Everyone has a story. Workers and business owners tell their stories in this deep dive by Sahan Journal. Latino Minnesotans are diverse, and so were their experiences during the pandemic. For a variety of reasons, many Latino businesses were unable to access PPP loans. Undocumented Minnesotans were hit hardest, as they could not receive either unemployment or stimulus payments.
“Latino Minnesotans make up about 6 percent of the state’s population: 314,000 people, including 209,000 of working age (that is,16 and older). They are a diverse ethnic group. Some were born in the U.S., while others were born in Central or South America. Mexican Americans make up the largest share—or 214,000 people—followed by Puerto Ricans, Salvadorans, Guatemalans, and Ecuadorians.
“In terms of work, Latino Minnesotans are diverse, too. Latinos work across all industries in Minnesota. But compared to the state’s overall population, they are more likely to work in sectors that include construction and restaurants.
“When COVID-19 hit last spring, unemployment skyrocketed in the restaurant industry, as establishments were forced to close dining rooms and move to takeout-only. …
“Construction—a category that includes building construction, specialty contractors and civil engineering construction—fared better….
“Despite layoffs hitting some Latino-reliant industries, Minnesota’s Latino population remained in the labor force at higher rates than white or Black Minnesotans.”
The New York Times offers stories of a handful of migrants waiting on the Mexican side of the border. Rosa Arévalo is one of those migrants. (New York Times)
“Rosa Arévalo said she decided to travel to the United States against the advice of relatives to protect her daughter, Kendra. Back in Guatemala, Ms. Arévalo had struggled to make a living selling tamales and clothes on the streets of her small town. Her sister in Maryland sent money to help make ends meet, but the transfers dried up in the pandemic.
“Life became even harder when her partner left her after getting into a money dispute with a local gang. Soon, gang emissaries came knocking on Ms. Arévalo’s door to collect the debt. They threatened to kill her daughter if she didn’t pay.
“’My sister told me not to come, because life is also difficult there’ in America, Ms. Arévalo said. ‘But I had to come. I couldn’t risk my daughter’s life.’”
New Jersey’s budget bill includes $3 million to provide legal representation for unaccompanied minors. (New Jersey Spotlight)
“‘Most children whom the government is trying to deport from New Jersey are unrepresented,’’ said Emily Chertoff, executive director of the New Jersey Consortium for Immigrant Children, a statewide coalition of legal providers, healthcare providers and community-based organizations that have pushed for the state funds. ‘No one should go to immigration court alone, and it is simply inhumane to demand this of children,’ she added.

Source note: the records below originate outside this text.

//! Configuration engine evaluator (Starlark-like), backed by
//! `starlark-rust`.
//!
//! `AstModule` is consumed by evaluation, so a fresh module is parsed from
//! the validated source text stored on [`crate::unit::Bytecode`] at every
//! call — see the note on [`crate::unit::CompiledArtifact::Config`].

use std::time::Instant;

use async_trait::async_trait;
use starlark::environment::{Globals, Module};
use starlark::eval::Evaluator as StarlarkEvaluator;
use starlark::syntax::{AstModule, Dialect};
use starlark::values::Value as StarlarkValue;

use crate::context::EvalContext;
use crate::conversion::starlark::{host_to_starlark, starlark_to_host};
use crate::error::EvalError;
use crate::provider::DataProviderExt;
use crate::result::EvalResult;
use crate::unit::{CompiledArtifact, EngineType, ExecutableUnit};
use crate::value::Value;

use super::common::check_preconditions;
use super::Evaluator;

/// Binding names checked in order for the module's result (spec §4.5).
const RESULT_BINDINGS: [&str; 2] = ["_", "result"];

pub struct ConfigEvaluator;

impl ConfigEvaluator {
    pub fn new() -> Self {
        Self
    }
}

impl Default for ConfigEvaluator {
    fn default() -> Self {
        Self::new()
    }
}

#[async_trait]
impl Evaluator for ConfigEvaluator {
    fn engine_type(&self) -> EngineType {
        EngineType::Starlark
    }

    async fn eval(&self, unit: &ExecutableUnit, ctx: EvalContext) -> Result<EvalResult, EvalError> {
        let bytecode = check_preconditions(unit, EngineType::Starlark)?;
        if !matches!(bytecode.artifact, CompiledArtifact::Config) {
            return Err(EvalError::ConversionFailed(
                "expected config artifact on a starlark unit".into(),
            ));
        }

        if ctx.is_cancelled() {
            return Err(EvalError::Cancelled);
        }

        let bundle = match unit.provider() {
            Some(provider) => provider.get(&ctx).await?,
            None => Value::Map(Default::default()),
        };

        let ast = AstModule::parse("script.star", bytecode.source.to_string(), &Dialect::Standard)
            .map_err(|e| EvalError::runtime(format!("re-parse failed: {e}"), anyhow::anyhow!(e.to_string())))?;

        let module = Module::new();
        let globals = Globals::standard();
        let started = Instant::now();
        {
            let heap = module.heap();
            let ctx_value = host_to_starlark(heap, &bundle);
            module.set("ctx", ctx_value);

            let bundle_map = bundle.as_map();
            for global in &bytecode.declared_globals {
                // Declared-but-absent-from-this-bundle is not an error, same
                // as the expression engine: `globals` fixes which names are
                // known, not that every call's bundle must supply all of
                // them.
                let value = bundle_map
                    .and_then(|m| m.get(global))
                    .map(|v| host_to_starlark(heap, v))
                    .unwrap_or_else(StarlarkValue::new_none);
                module.set(global, value);
            }

            let mut eval = StarlarkEvaluator::new(&module);

            eval.eval_module(ast, &globals).map_err(|e| {
                EvalError::runtime(format!("module evaluation failed: {e}"), e)
            })?;
        }

        let bound = RESULT_BINDINGS.iter().find_map(|name| module.get(name));
        let Some(bound) = bound else {
            return Err(EvalError::runtime_simple(
                "script bound neither `_` nor `result`",
            ));
        };

        let result_value = if bound.get_type() == "function" || bound.get_type() == "native_function" {
            let mut eval = StarlarkEvaluator::new(&module);
            let called = eval
                .eval_function(bound, &[], &[])
                .map_err(|e| EvalError::runtime(format!("result function call failed: {e}"), e))?;
            starlark_to_host(called)?
        } else {
            starlark_to_host(bound)?
        };
        let exec_duration = started.elapsed();

        if ctx.is_cancelled() {
            return Err(EvalError::Cancelled);
        }

        Ok(EvalResult::new(result_value, exec_duration, unit.id()))
    }
}

#[cfg(test)]
mod tests {
    use super::*;
    use crate::compiler::{Compiler, CompilerOptions, ConfigCompiler};
    use crate::source::Loader;

    async fn build_unit(source: &str) -> ExecutableUnit {
        build_unit_with_globals(source, &[]).await
    }

    async fn build_unit_with_globals(source: &str, globals: &[&str]) -> ExecutableUnit {
        let compiler = ConfigCompiler::new(CompilerOptions::new().with_globals(globals.to_vec()));
        let loader = Loader::from_string(source).unwrap();
        ExecutableUnit::build(None, loader, &compiler, None, None)
            .await
            .unwrap()
    }

    #[tokio::test]
    async fn config_map_result() {
        let unit = build_unit("_ = {\"greeting\": \"Hello, World!\", \"length\": 13}\n").await;
        let evaluator = ConfigEvaluator::new();
        let result = evaluator.eval(&unit, EvalContext::new()).await.unwrap();
        let Value::Map(m) = result.value else { panic!("expected map") };
        assert_eq!(m.get("length"), Some(&Value::Int(13)));
    }

    #[tokio::test]
    async fn config_callable_result_is_invoked() {
        let unit = build_unit("def f():\n    return 42\n_ = f\n").await;
        let evaluator = ConfigEvaluator::new();
        let result = evaluator.eval(&unit, EvalContext::new()).await.unwrap();
        assert_eq!(result.value, Value::Int(42));
    }

    #[tokio::test]
    async fn result_binding_fallback_used_when_underscore_absent() {
        let unit = build_unit("result = 7\n").await;
        let evaluator = ConfigEvaluator::new();
        let r = evaluator.eval(&unit, EvalContext::new()).await.unwrap();
        assert_eq!(r.value, Value::Int(7));
    }

    #[tokio::test]
    async fn declared_global_is_bound_on_the_module() {
        let unit = build_unit_with_globals("_ = greeting\n", &["greeting"]).await;
        let evaluator = ConfigEvaluator::new();
        let r = evaluator.eval(&unit, EvalContext::new()).await.unwrap();
        assert_eq!(r.value, Value::Null);
    }
}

“Close to 15,000 unaccompanied children have come to New Jersey since 2014, when an influx of youngsters, mostly from Central America, crossed the U.S.-Mexico border, some fleeing violence. Since the start of the federal government’s fiscal year in October through April of this year, 1,470 of those children have been released to a parent or relative in the Garden State, according to figures from the U.S. Office of Refugee Resettlement. New Jersey is fifth among states, following Texas, Florida, California and New York in the number of unaccompanied children it has received this fiscal year. Lawmakers voted Thursday on a budget that included the $3 million.”